Program for ‘Don Quixote’ Opera Bastille. Photo, tutti-magazine.fr

In Paris during the Christmas/New Year season, we were thrilled to see the latest revival of this much-loved ballet at Opera Bastille.  Choreographed by Rudolf Nureyev for the Vienna State Opera in 1966, his version was inspired by the original of Marius Petipa, Maître de Ballet of the Tsar’s Imperial Ballet, with music by Ludwig Minkus.  ‘Don Quixote’ was first performed by the Imperial Bolshoi Theatre  Moscow, in December 1869.

Opera Bastille. Photo, Paris + Plus

It was just as well that I had booked our tickets months ago, as the ‘house full’ signs had been up for the entire season some weeks before our arrival.  My sisters and I had seen Nureyev dance the virtuoso principal role of Basilio in Sydney back in 1970 with the Australian Ballet, whose star ballerina was the brilliant Lucette Aldous as Kitri, and the unforgettable Robert Helpmann in the role of the knight errant of La Mancha, Don Quixote.

‘Don Quixote’ at Opera Bastille. Photo, danceeurope.net

The choreography requires bravura dancing—naturally a great showcase for Nureyev in his heyday—and a toe-tapping score, matched by fabulous costumes and striking sets which transports the audience to a bright, sunny and carefree provincial Spain.

This revival of ‘Don Quichotte’ (as it’s known in French) by the Paris Opéra National de Paris ballet company, was staged at the Opéra Bastille, where we’ve been on numerous occasions for opera or concerts, but had yet to experience ballet at this venue.

Opera Bastille Auditorium.
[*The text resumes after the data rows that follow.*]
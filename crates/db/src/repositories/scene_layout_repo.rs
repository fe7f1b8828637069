//! Repository for the `scene_layouts` table.

use scenegate_core::grid::SceneLayout;
use sqlx::types::Json;
use sqlx::PgPool;

use crate::models::scene_layout::SceneLayoutRow;

const COLUMNS: &str = "owner_kind, owner_id, scenes, updated_at";

pub struct SceneLayoutRepo;

impl SceneLayoutRepo {
    /// Replace the layout list for an owner.
    pub async fn upsert(
        pool: &PgPool,
        owner_kind: &str,
        owner_id: &str,
        scenes: &[SceneLayout],
    ) -> Result<SceneLayoutRow, sqlx::Error> {
        let query = format!(
            "INSERT INTO scene_layouts (owner_kind, owner_id, scenes)
             VALUES ($1, $2, $3)
             ON CONFLICT (owner_kind, owner_id)
             DO UPDATE SET scenes = EXCLUDED.scenes, updated_at = NOW()
             RETURNING {COLUMNS}"
        );
        sqlx::query_as::<_, SceneLayoutRow>(&query)
            .bind(owner_kind)
            .bind(owner_id)
            .bind(Json(scenes))
            .fetch_one(pool)
            .await
    }

    pub async fn find(
        pool: &PgPool,
        owner_kind: &str,
        owner_id: &str,
    ) -> Result<Option<SceneLayoutRow>, sqlx::Error> {
        let query = format!(
            "SELECT {COLUMNS} FROM scene_layouts WHERE owner_kind = $1 AND owner_id = $2"
        );
        sqlx::query_as::<_, SceneLayoutRow>(&query)
            .bind(owner_kind)
            .bind(owner_id)
            .fetch_optional(pool)
            .await
    }
}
Photo, Paris + Plus

Much as we love the elegance and atmosphere of historic theatres such as the glorious Palais Garnier, with its spectacular ceiling by Chagall, there’s a lot to be said for modern theatres with excellent acoustics, great sightlines (critical for ballet!), comfortable seats and effective air-conditioning—sometimes sadly lacking in older, albeit much loved, venues.  Right at the Bastille, Opéra Bastille is easily accessible via a number of metro lines and buses.  As well, there are lots of brasseries and restaurants close by that cater very well to theatregoers.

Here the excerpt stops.